Once identified as a space-time contact, the health code identifier on a person’s phone changes from green to yellow, meaning they are no longer free to move in public and must take COVID-19 tests and self-quarantine until negative test results are obtained.

The new contact tracing is also being used in Beijing, and Henan and Fujian provinces. The intrusive measures come despite evidence that there is limited transmission of the virus in the open air.

To date tens of thousands of Chinese have been designated as “suspicious contacts” by the government, the Epoch Times reported. Analysts say there are concerns U.S. health authorities could follow the Chinese model and adopt similar draconian contact tracing methods in the United States.


Imprisoned Chinese citizen-journalist near death

The U.S. government is calling on China to release a citizen-journalist imprisoned for unofficial video recordings tracking the earliest days of the COVID-19 virus outbreak in Wuhan. Zhang Zhan, the journalist, was sentenced to four years in prison for reports Wuhan in late 2019.

Ms. Zhang is near death after going on a hunger strike, according to her family.

“We have repeatedly expressed our serious concerns about the arbitrary nature of her detention and her mistreatment during it. We reiterate our call to the PRC for her immediate and unconditional release,” State Department spokesman Ned Price told reporters on Monday.

Mr. Price said releasing the dissident journalist is urgent as she is near death in a Chinese prison.

In December, the State Department called Ms. Zhang’s detention a “sham prosecution and conviction.”

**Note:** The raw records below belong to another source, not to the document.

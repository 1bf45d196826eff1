//! Automated client classification.
//!
//! A cheap user-agent heuristic that sheds obvious crawler and scripted
//! traffic before any token verification work. Not a security boundary.

use serde::{Deserialize, Serialize};

use crate::config::BotConfig;

/// Known crawler signatures, plus operator-supplied needles.
#[derive(Debug, Clone, PartialEq, Eq, Hash, Deserialize, Serialize)]
#[serde(from = "String", into = "String")]
pub enum BotSignature {
    Googlebot,
    Bingbot,
    Slurp,
    DuckDuckBot,
    Baiduspider,
    YandexBot,
    Sogou,
    Exabot,
    FacebookExternalHit,
    IaArchiver,
    AhrefsBot,
    SemrushBot,
    Mj12Bot,
    DotBot,
    PetalBot,
    Bytespider,
    GptBot,
    CcBot,
    HeadlessChrome,
    /// Lowercased substring supplied in config.
    Custom(String),
}

static KNOWN: [BotSignature; 19] = [
    BotSignature::Googlebot,
    BotSignature::Bingbot,
    BotSignature::Slurp,
    BotSignature::DuckDuckBot,
    BotSignature::Baiduspider,
    BotSignature::YandexBot,
    BotSignature::Sogou,
    BotSignature::Exabot,
    BotSignature::FacebookExternalHit,
    BotSignature::IaArchiver,
    BotSignature::AhrefsBot,
    BotSignature::SemrushBot,
    BotSignature::Mj12Bot,
    BotSignature::DotBot,
    BotSignature::PetalBot,
    BotSignature::Bytespider,
    BotSignature::GptBot,
    BotSignature::CcBot,
    BotSignature::HeadlessChrome,
];

impl BotSignature {
    /// Every built-in signature.
    pub fn known() -> &'static [BotSignature] {
        &KNOWN
    }

    /// Lowercase substring searched for in the user-agent.
    pub fn needle(&self) -> &str {
        match self {
            BotSignature::Googlebot => "googlebot",
            BotSignature::Bingbot => "bingbot",
            BotSignature::Slurp => "slurp",
            BotSignature::DuckDuckBot => "duckduckbot",
            BotSignature::Baiduspider => "baiduspider",
            BotSignature::YandexBot => "yandexbot",
            BotSignature::Sogou => "sogou",
            BotSignature::Exabot => "exabot",
            BotSignature::FacebookExternalHit => "facebookexternalhit",
            BotSignature::IaArchiver => "ia_archiver",
            BotSignature::AhrefsBot => "ahrefsbot",
            BotSignature::SemrushBot => "semrushbot",
            BotSignature::Mj12Bot => "mj12bot",
            BotSignature::DotBot => "dotbot",
            BotSignature::PetalBot => "petalbot",
            BotSignature::Bytespider => "bytespider",
            BotSignature::GptBot => "gptbot",
            BotSignature::CcBot => "ccbot",
            BotSignature::HeadlessChrome => "headlesschrome",
            BotSignature::Custom(needle) => needle,
        }
    }

    /// `user_agent_lower` must already be lowercased.
    pub fn matches(&self, user_agent_lower: &str) -> bool {
        let needle = self.needle();
        !needle.is_empty() && user_agent_lower.contains(needle)
    }
}

impl From<String> for BotSignature {
    fn from(name: String) -> Self {
        let name = name.trim().to_ascii_lowercase();
        KNOWN
            .iter()
            .find(|sig| sig.needle() == name)
            .cloned()
            .unwrap_or(BotSignature::Custom(name))
    }
}

impl From<BotSignature> for String {
    fn from(sig: BotSignature) -> Self {
        sig.needle().to_string()
    }
}

/// Why a client was blocked.
#[derive(Debug, Clone, PartialEq, Eq)]
pub enum BlockReason {
    MissingUserAgent,
    UserAgentTooShort,
    SignatureMatch(BotSignature),
}

#[derive(Debug, Clone, PartialEq, Eq)]
pub enum Classification {
    Allow,
    Block(BlockReason),
}

/// User-agent based bot filter.
#[derive(Debug, Clone)]
pub struct ClientClassifier {
    signatures: Vec<BotSignature>,
    min_user_agent_len: usize,
}

impl ClientClassifier {
    pub fn new(signatures: Vec<BotSignature>, min_user_agent_len: usize) -> Self {
        Self {
            signatures,
            min_user_agent_len,
        }
    }

    pub fn from_config(config: &BotConfig) -> Self {
        Self::new(config.signatures.clone(), config.min_user_agent_len)
    }

    pub fn classify(&self, user_agent: Option<&str>) -> Classification {
        let ua = match user_agent.map(str::trim) {
            None | Some("") => return Classification::Block(BlockReason::MissingUserAgent),
            Some(ua) => ua,
        };

        if ua.chars().count() < self.min_user_agent_len {
            return Classification::Block(BlockReason::UserAgentTooShort);
        }

        let lower = ua.to_lowercase();
        match self.signatures.iter().find(|sig| sig.matches(&lower)) {
            Some(sig) => Classification::Block(BlockReason::SignatureMatch(sig.clone())),
            None => Classification::Allow,
        }
    }
}

#[cfg(test)]
mod tests {
    use super::*;

    const FIREFOX: &str = "Mozilla/5.0 (X11; Linux x86_64; rv:128.0) Gecko/20100101 Firefox/128.0";

    fn classifier() -> ClientClassifier {
        ClientClassifier::from_config(&BotConfig::default())
    }

    #[test]
    fn test_browser_allowed() {
        assert_eq!(classifier().classify(Some(FIREFOX)), Classification::Allow);
    }

    #[test]
    fn test_signature_case_insensitive() {
        let ua = "Mozilla/5.0 (compatible; GoogleBot/2.1; +http://www.google.com/bot.html)";
        assert_eq!(
            classifier().classify(Some(ua)),
            Classification::Block(BlockReason::SignatureMatch(BotSignature::Googlebot))
        );
    }

    #[test]
    fn test_missing_and_short_user_agents() {
        let c = classifier();
        assert_eq!(
            c.classify(None),
            Classification::Block(BlockReason::MissingUserAgent)
        );
        assert_eq!(
            c.classify(Some("   ")),
            Classification::Block(BlockReason::MissingUserAgent)
        );
        assert_eq!(
            c.classify(Some("curl/8")),
            Classification::Block(BlockReason::UserAgentTooShort)
        );
        assert_eq!(c.classify(Some("0123456789")), Classification::Allow);
    }

    #[test]
    fn test_custom_signature_from_config() {
        let sig = BotSignature::from("Python-Requests".to_string());
        assert_eq!(sig, BotSignature::Custom("python-requests".into()));

        let c = ClientClassifier::new(vec![sig.clone()], 10);
        assert_eq!(
            c.classify(Some("python-requests/2.31.0")),
            Classification::Block(BlockReason::SignatureMatch(sig))
        );
    }

    #[test]
    fn test_known_names_round_trip() {
        for sig in BotSignature::known() {
            assert_eq!(&BotSignature::from(String::from(sig.clone())), sig);
        }
    }

    #[test]
    fn test_empty_custom_needle_never_matches() {
        let c = ClientClassifier::new(vec![BotSignature::Custom(String::new())], 1);
        assert_eq!(c.classify(Some(FIREFOX)), Classification::Allow);
    }
}
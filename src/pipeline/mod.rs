//! Request authorization pipeline.
//!
//! # Data Flow
//! ```text
//! GateRequest
//!     → classify      (user-agent bot filter)           → 403
//!     → origin        (CORS allowlist, preflight)       → 204 / 403
//!     → policy lookup (path pattern + method)           → 404 / 405
//!     → authorize     (token / signature / allowlist)   → 401 / 400 / 403
//!     → rate limit    (per identity or per client IP)   → 429
//!     → admit
//! ```
//!
//! # Design Decisions
//! - Stage order is fixed; cheap checks run before any verifier work
//! - The first denial is terminal and carries exactly one reason code
//! - Bots and webhook routes never reach the identity provider

pub mod gate;
pub mod request;
pub mod verdict;

pub use gate::{PipelineBuilder, RequestPipeline};
pub use request::GateRequest;
pub use verdict::{DenyReason, PipelineVerdict, Stage};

“The Chinese Communist Party (CCP) has shown once again it will do whatever it takes to silence those who question the party’s official line, even regarding crucial public health information,” the department said in a statement. “Lying is a feature, not a bug of authoritarian regimes.”

The statement said the Chinese Communist Party “restricted and manipulated information” about the virus and “brutally silenced other brave truth-tellers, such as Dr. Li Wenliang, Chen Qiushi and Fang Bin.”

“Because of the CCP’s gross malfeasance, the rest of the world relied heavily on uncensored reports from citizen journalists like Zhang to understand the true situation in Wuhan after the CCP-imposed strict media controls were enforced and a controllable outbreak turned into a deadly global pandemic.”

Ms. Zhang, a lawyer who became a human rights activist, was detained in May 2020 and later convicted of “picking quarrels and provoking trouble.”

Her alleged crime was posting more than 120 videos on YouTube revealing conditions in Wuhan during the virus crackdown in the city. The reports revealed Chinese government failures in stemming the outbreak.

A Chinese Embassy spokesman did not return an email seeking comment on Ms. Zhang’s case.